Lupa bagaimana dulu ia pernah ‘vocal’ dan
jago membuat sindiran. Bahkan sekarang ia lupa seperti apa rasanya malu.
Bayangkan membuat ‘kamar kecil’ yang seharusnya hanya menghabiskan beberapa
juta rupiah saja, bisa menjadi ratusan juta. Bukankah benar memang sudah lupa
rasanya malu? Yang ada dalam benaknya hanya kata “mumpung.” Mumpung aku di
atas, mumpung aku bisa, mumpung ada yang dimakan, dst.
Hal serupa
bisa saja terjadi dalam lingkungan gereja. Kemerosotan moral seperti ini pun
tidak jarang kita jumpai pada jajaran kepemimpinan gereja. Pengerja yang dulu
nampak kampungan dan selalu mengkritik gembalanya karena memiliki gaya hidup
yang menurutnya tidak sepatutnya dimiliki oleh hamba Tuhan, sekarang berbalik
90 derajat. Ia mulai senang memakai jas yang licin, senang menggenggam
ponselnya dan menyaringkan suaranya di mana saja. Ironis sekali bukan?
“Hamba Tuhan
kecil” ini mulai berlagak seperti “hamba Tuhan besar”. Apalagi bila gembala
seniornya mulai memberi kepercayaan untuk menggantikan posisinya dalam urusan
harian di gereja, karena gembala senior terlalu sibuk dengan pelayanan ke luar.

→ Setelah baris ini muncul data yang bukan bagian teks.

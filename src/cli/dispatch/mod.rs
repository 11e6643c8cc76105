use crate::{cli::actions::Action, remember_me::RememberMeConfig, session::SessionConfig};
use anyhow::Result;

pub fn handler(matches: &clap::ArgMatches) -> Result<Action> {
    let secure = !matches.get_flag("cookie-insecure");

    let remember_me = RememberMeConfig::new()
        .with_token_validity_seconds(
            matches
                .get_one::<i64>("remember-me-ttl")
                .copied()
                .unwrap_or(1_209_600),
        )
        .with_cookie_secure(secure);

    let session = SessionConfig::new()
        .with_idle_timeout_seconds(
            matches
                .get_one::<i64>("session-ttl")
                .copied()
                .unwrap_or(1_800),
        )
        .with_cookie_secure(secure);

    Ok(Action::Server {
        port: matches.get_one::<u16>("port").copied().unwrap_or(8080),
        dsn: matches
            .get_one("dsn")
            .map(|s: &String| s.to_string())
            .ok_or_else(|| anyhow::anyhow!("missing required argument: --dsn"))?,
        remember_me,
        session,
    })
}
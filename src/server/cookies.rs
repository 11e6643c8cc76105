//! `Set-Cookie` plumbing shared by the filter and the handlers.

use axum::http::{
    header::{InvalidHeaderValue, SET_COOKIE},
    HeaderMap, HeaderValue,
};
use tracing::error;

use super::state::AppState;
use crate::remember_me::{
    cookie::{build_cookie, clear_cookie},
    IssuedToken, REMEMBER_ME_COOKIE_NAME,
};
use crate::session::SESSION_COOKIE_NAME;

pub(crate) fn session_cookie(
    state: &AppState,
    session_id: &str,
) -> Result<HeaderValue, InvalidHeaderValue> {
    build_cookie(
        SESSION_COOKIE_NAME,
        session_id,
        state.sessions.config().idle_timeout_seconds(),
        state.session_secure(),
    )
}

pub(crate) fn remember_me_cookie(
    state: &AppState,
    issued: &IssuedToken,
) -> Result<HeaderValue, InvalidHeaderValue> {
    build_cookie(
        REMEMBER_ME_COOKIE_NAME,
        &issued.cookie_value(),
        state.remember_me.config().token_validity_seconds(),
        state.remember_me_secure(),
    )
}

pub(crate) fn clear_session_cookie(state: &AppState) -> Result<HeaderValue, InvalidHeaderValue> {
    clear_cookie(SESSION_COOKIE_NAME, state.session_secure())
}

pub(crate) fn clear_remember_me_cookie(
    state: &AppState,
) -> Result<HeaderValue, InvalidHeaderValue> {
    clear_cookie(REMEMBER_ME_COOKIE_NAME, state.remember_me_secure())
}

/// Append a `Set-Cookie` header, logging instead of failing on a bad value.
pub(crate) fn append_cookie(
    headers: &mut HeaderMap,
    cookie: Result<HeaderValue, InvalidHeaderValue>,
) {
    match cookie {
        Ok(value) => {
            headers.append(SET_COOKIE, value);
        }
        Err(err) => error!("Failed to build Set-Cookie header: {err}"),
    }
}

/// Whether `headers` already set (or cleared) the named cookie.
pub(crate) fn sets_cookie(headers: &HeaderMap, name: &str) -> bool {
    let prefix = format!("{name}=");
    headers
        .get_all(SET_COOKIE)
        .iter()
        .filter_map(|value| value.to_str().ok())
        .any(|value| value.starts_with(&prefix))
}
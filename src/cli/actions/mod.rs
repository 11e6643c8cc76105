pub mod server;

use crate::{remember_me::RememberMeConfig, session::SessionConfig};

#[derive(Debug)]
pub enum Action {
    Server {
        port: u16,
        dsn: String,
        remember_me: RememberMeConfig,
        session: SessionConfig,
    },
}
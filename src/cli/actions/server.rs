use crate::cli::actions::Action;
use crate::server::new;
use anyhow::{anyhow, Context, Result};
use tracing::info;
use url::Url;

/// Handle the server action
///
/// # Errors
///
/// Returns an error if the DSN is invalid or the server fails
pub async fn handle(action: Action) -> Result<()> {
    match action {
        Action::Server {
            port,
            dsn,
            remember_me,
            session,
        } => {
            let url = Url::parse(&dsn).context("Invalid database connection string")?;
            if !matches!(url.scheme(), "postgres" | "postgresql") {
                return Err(anyhow!("Unsupported database scheme: {}", url.scheme()));
            }

            info!(
                db.host = url.host_str().unwrap_or("localhost"),
                remember_me_ttl = remember_me.token_validity_seconds(),
                session_ttl = session.idle_timeout_seconds(),
                "starting server"
            );

            new(port, dsn, remember_me, session).await?;
        }
    }

    Ok(())
}
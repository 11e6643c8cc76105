//! `persistent_logins` table access.

use anyhow::{Context, Result};
use async_trait::async_trait;
use sqlx::{PgPool, Row};
use tracing::Instrument;

use super::store::{InsertOutcome, RotateOutcome, TokenStore};
use super::token::PersistentToken;

#[derive(Clone, Debug)]
pub struct PgTokenStore {
    pool: PgPool,
}

impl PgTokenStore {
    #[must_use]
    pub fn new(pool: PgPool) -> Self {
        Self { pool }
    }
}

pub(crate) fn is_unique_violation(err: &sqlx::Error) -> bool {
    match err {
        sqlx::Error::Database(db_err) => db_err.code().is_some_and(|code| code.as_ref() == "23505"),
        _ => false,
    }
}

#[async_trait]
impl TokenStore for PgTokenStore {
    async fn get(&self, series: &str) -> Result<Option<PersistentToken>> {
        let query = r"
            SELECT series, username, token_hash,
                   EXTRACT(EPOCH FROM last_used)::bigint AS last_used_unix
            FROM persistent_logins
            WHERE series = $1
        ";
        let span = tracing::info_span!(
            "db.query",
            db.system = "postgresql",
            db.operation = "SELECT",
            db.statement = query
        );
        let row = sqlx::query(query)
            .bind(series)
            .fetch_optional(&self.pool)
            .instrument(span)
            .await
            .context("failed to lookup remember-me series")?;

        Ok(row.map(|row| PersistentToken {
            series: row.get("series"),
            username: row.get("username"),
            token_hash: row.get("token_hash"),
            last_used_unix: row.get("last_used_unix"),
        }))
    }

    async fn insert(&self, token: &PersistentToken) -> Result<InsertOutcome> {
        let query = r"
            INSERT INTO persistent_logins (series, username, token_hash, last_used)
            VALUES ($1, $2, $3, to_timestamp($4))
        ";
        let span = tracing::info_span!(
            "db.query",
            db.system = "postgresql",
            db.operation = "INSERT",
            db.statement = query
        );
        let result = sqlx::query(query)
            .bind(&token.series)
            .bind(&token.username)
            .bind(&token.token_hash)
            .bind(token.last_used_unix as f64)
            .execute(&self.pool)
            .instrument(span)
            .await;

        match result {
            Ok(_) => Ok(InsertOutcome::Inserted),
            Err(err) if is_unique_violation(&err) => Ok(InsertOutcome::SeriesTaken),
            Err(err) => Err(err).context("failed to insert remember-me series"),
        }
    }

    async fn update_token(
        &self,
        series: &str,
        expected_hash: &[u8],
        new_hash: &[u8],
        last_used_unix: i64,
    ) -> Result<RotateOutcome> {
        // Conditioned on the previous digest: a concurrent rotation makes this a no-op.
        let query = r"
            UPDATE persistent_logins
            SET token_hash = $3, last_used = to_timestamp($4)
            WHERE series = $1 AND token_hash = $2
        ";
        let span = tracing::info_span!(
            "db.query",
            db.system = "postgresql",
            db.operation = "UPDATE",
            db.statement = query
        );
        let result = sqlx::query(query)
            .bind(series)
            .bind(expected_hash)
            .bind(new_hash)
            .bind(last_used_unix as f64)
            .execute(&self.pool)
            .instrument(span)
            .await
            .context("failed to rotate remember-me token")?;

        if result.rows_affected() == 1 {
            Ok(RotateOutcome::Rotated)
        } else {
            Ok(RotateOutcome::Conflict)
        }
    }

    async fn delete(&self, series: &str) -> Result<()> {
        let query = "DELETE FROM persistent_logins WHERE series = $1";
        let span = tracing::info_span!(
            "db.query",
            db.system = "postgresql",
            db.operation = "DELETE",
            db.statement = query
        );
        sqlx::query(query)
            .bind(series)
            .execute(&self.pool)
            .instrument(span)
            .await
            .context("failed to delete remember-me series")?;
        Ok(())
    }

    async fn delete_all_for_user(&self, username: &str) -> Result<u64> {
        let query = "DELETE FROM persistent_logins WHERE username = $1";
        let span = tracing::info_span!(
            "db.query",
            db.system = "postgresql",
            db.operation = "DELETE",
            db.statement = query
        );
        let result = sqlx::query(query)
            .bind(username)
            .execute(&self.pool)
            .instrument(span)
            .await
            .context("failed to delete remember-me series for user")?;
        Ok(result.rows_affected())
    }

    async fn delete_last_used_before(&self, cutoff_unix: i64) -> Result<u64> {
        let query = "DELETE FROM persistent_logins WHERE last_used < to_timestamp($1)";
        let span = tracing::info_span!(
            "db.query",
            db.system = "postgresql",
            db.operation = "DELETE",
            db.statement = query
        );
        let result = sqlx::query(query)
            .bind(cutoff_unix as f64)
            .execute(&self.pool)
            .instrument(span)
            .await
            .context("failed to purge expired remember-me series")?;
        Ok(result.rows_affected())
    }
}
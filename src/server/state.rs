use std::sync::Arc;

use super::filter::AccessRules;
use crate::{
    remember_me::RememberMeTokenService, roles::RoleHierarchy, session::SessionStore,
    users::CredentialStore,
};

/// Shared handles for handlers and the authentication middleware.
#[derive(Clone)]
pub struct AppState {
    pub remember_me: Arc<RememberMeTokenService>,
    pub credentials: Arc<dyn CredentialStore>,
    pub sessions: Arc<SessionStore>,
    pub roles: Arc<RoleHierarchy>,
    pub access: Arc<AccessRules>,
}

impl AppState {
    #[must_use]
    pub fn new(
        remember_me: Arc<RememberMeTokenService>,
        credentials: Arc<dyn CredentialStore>,
        sessions: Arc<SessionStore>,
        roles: RoleHierarchy,
        access: AccessRules,
    ) -> Self {
        Self {
            remember_me,
            credentials,
            sessions,
            roles: Arc::new(roles),
            access: Arc::new(access),
        }
    }

    #[must_use]
    pub fn remember_me_secure(&self) -> bool {
        self.remember_me.config().cookie_secure()
    }

    #[must_use]
    pub fn session_secure(&self) -> bool {
        self.sessions.config().cookie_secure()
    }
}
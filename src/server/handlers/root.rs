use axum::{extract::Extension, response::IntoResponse};

use crate::server::filter::CurrentUser;

// axum handler for /
pub async fn root(user: Option<Extension<CurrentUser>>) -> impl IntoResponse {
    match user {
        Some(Extension(user)) => format!("Hello, {}!", user.principal.username),
        None => "Hello, World!".to_string(),
    }
}
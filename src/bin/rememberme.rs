use anyhow::Result;
use rememberme::cli::{actions, actions::Action, start, telemetry};

// Main function
#[tokio::main]
async fn main() -> Result<()> {
    // Start the program
    let action = start()?;

    // Handle the action
    let result = match action {
        Action::Server { .. } => actions::server::handle(action).await,
    };

    telemetry::shutdown_tracer();

    result
}
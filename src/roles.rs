//! Role hierarchy as an explicit implication DAG.
//!
//! Edges read "higher implies lower" (`ROLE_ADMIN -> ROLE_USER`). The graph is
//! validated and closed transitively once in [`RoleHierarchyBuilder::build`];
//! lookups afterwards are plain set reads.

use serde::Serialize;
use std::collections::{BTreeMap, BTreeSet};
use std::fmt;
use thiserror::Error;

pub const ROLE_ADMIN: &str = "ROLE_ADMIN";
pub const ROLE_USER: &str = "ROLE_USER";

#[derive(Clone, Debug, PartialEq, Eq, PartialOrd, Ord, Hash, Serialize)]
#[serde(transparent)]
pub struct Role(String);

impl Role {
    #[must_use]
    pub fn new(name: &str) -> Self {
        Self(name.to_string())
    }

    #[must_use]
    pub fn as_str(&self) -> &str {
        &self.0
    }
}

impl From<String> for Role {
    fn from(name: String) -> Self {
        Self(name)
    }
}

impl fmt::Display for Role {
    fn fmt(&self, f: &mut fmt::Formatter<'_>) -> fmt::Result {
        f.write_str(&self.0)
    }
}

#[derive(Debug, Clone, PartialEq, Eq, Error)]
pub enum RoleHierarchyError {
    #[error("role hierarchy contains a cycle through {0}")]
    Cycle(Role),
    #[error("role {0} cannot imply itself")]
    SelfImplication(Role),
}

#[derive(Debug, Default)]
pub struct RoleHierarchyBuilder {
    edges: BTreeMap<Role, BTreeSet<Role>>,
}

impl RoleHierarchyBuilder {
    /// Declare that holding `higher` grants `lower` as well.
    #[must_use]
    pub fn implies(mut self, higher: &str, lower: &str) -> Self {
        self.edges
            .entry(Role::new(higher))
            .or_default()
            .insert(Role::new(lower));
        self.edges.entry(Role::new(lower)).or_default();
        self
    }

    /// Validate the graph and precompute reachability for every role.
    ///
    /// # Errors
    ///
    /// Returns an error if a role implies itself directly or through a cycle.
    pub fn build(self) -> Result<RoleHierarchy, RoleHierarchyError> {
        for (role, lower) in &self.edges {
            if lower.contains(role) {
                return Err(RoleHierarchyError::SelfImplication(role.clone()));
            }
        }

        let mut reachable = BTreeMap::new();
        for role in self.edges.keys() {
            let mut seen = BTreeSet::new();
            let mut stack: Vec<&Role> = self.edges[role].iter().collect();
            while let Some(next) = stack.pop() {
                if next == role {
                    return Err(RoleHierarchyError::Cycle(role.clone()));
                }
                if seen.insert(next.clone()) {
                    if let Some(children) = self.edges.get(next) {
                        stack.extend(children.iter());
                    }
                }
            }
            reachable.insert(role.clone(), seen);
        }

        Ok(RoleHierarchy { reachable })
    }
}

/// Resolved hierarchy: each role maps to every role it implies.
#[derive(Debug, Clone, Default)]
pub struct RoleHierarchy {
    reachable: BTreeMap<Role, BTreeSet<Role>>,
}

impl RoleHierarchy {
    #[must_use]
    pub fn builder() -> RoleHierarchyBuilder {
        RoleHierarchyBuilder::default()
    }

    /// `ROLE_ADMIN > ROLE_USER`.
    ///
    /// # Errors
    ///
    /// Never in practice; the default graph is acyclic.
    pub fn standard() -> Result<Self, RoleHierarchyError> {
        Self::builder().implies(ROLE_ADMIN, ROLE_USER).build()
    }

    /// Granted roles plus everything they imply.
    #[must_use]
    pub fn effective_roles<'a, I>(&self, granted: I) -> BTreeSet<Role>
    where
        I: IntoIterator<Item = &'a Role>,
    {
        let mut effective = BTreeSet::new();
        for role in granted {
            effective.insert(role.clone());
            if let Some(implied) = self.reachable.get(role) {
                effective.extend(implied.iter().cloned());
            }
        }
        effective
    }

    /// Whether any granted role is, or implies, `required`.
    #[must_use]
    pub fn grants<'a, I>(&self, granted: I, required: &Role) -> bool
    where
        I: IntoIterator<Item = &'a Role>,
    {
        granted.into_iter().any(|role| {
            role == required
                || self
                    .reachable
                    .get(role)
                    .is_some_and(|implied| implied.contains(required))
        })
    }
}
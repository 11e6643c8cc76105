use crate::cli::{actions::Action, commands, dispatch::handler, telemetry};
use anyhow::Result;

/// Start the CLI
///
/// # Errors
///
/// Returns an error if telemetry cannot be initialized or arguments are invalid
pub fn start() -> Result<Action> {
    let matches = commands::new().get_matches();

    let verbosity_level = match matches.get_one::<u8>("verbosity").map_or(0, |&v| v) {
        0 => tracing::Level::ERROR,
        1 => tracing::Level::WARN,
        2 => tracing::Level::INFO,
        3 => tracing::Level::DEBUG,
        _ => tracing::Level::TRACE,
    };

    telemetry::init(Some(verbosity_level))?;

    let action = handler(&matches)?;

    Ok(action)
}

Dia mulai menjadi ‘bos kecil’ yang berkuasa. Ia mulai memerintah dengan
semena-mena para pekerja yunior. Kemana-mana naik mobil gereja dengan sopir
pribadi. Ia mulai suka membentak bila urusan gereja tidak beres, berlaku tidak
adil dan mulai mensejahterakan dirinya dan orang-orang di sekitarnya. Itu
sebabnya seorang pekerja mulai menyindir dengan gaya lagu pujian Tuhan
berkuasa, “Dia berkuasa... istrinya bersuka, anaknya bersuka....pekerja
sengsara...” Ia lupa bagaimana susahnya ketika ia dulu masih menjadi pekerja
yang kampungan. Ia marah ketika dikritik, dan melupakan bahwa dulu ia juga suka
mengkritik.
Saya tidak
menunjuk kepada orang tertentu, tetapi kita semua memiliki kecenderungan untuk
memanfaatkan ‘rasa nikmat’ yang
dianugerahkan Allah kepada kita. Kita lebih cenderung menikmatinya sendiri dan
menumpuk rasa nikmat itu dengan kemaruk daripada membaginya dengan orang lain
yang pernah mengalami kesengsaraan seperti kita. Ketika kita di bawah, kita
memprotes para pemimpin yang berada di atas dengan gaya hidup yang kita nilai
tidak memberi teladan. Namun ketika kita di atas, kita cenderung melihat ke
atas, tidak memperhatikan keadaan diri kita apalagi orang-orang yang berada di
bawah kita. Satu hal lagi, setiap kita memiliki kecenderungan untuk
me-nunjukkan kekuatan kita dengan menindas orang lain yang lebih lemah.
Ingatlah,
bila kita diberi kesempatan oleh Tuhan menduduki suatu jabatan atau menjadi
seorang pemimpin, entah itu dalam dunia bisnis, kenegaraan atau pelayanan
gerejani, jangan lupa diri. Jangan menjadi sombong dan lupa daratan. Jangan
gunakan “aji mumpung” untuk
memperkaya diri atau membangun kemegahan nama diri tanpa memperdulikan kehendak
Allah atas diri kita. Jangan menjadi sewenang-wenang dan berlaku tidak adil.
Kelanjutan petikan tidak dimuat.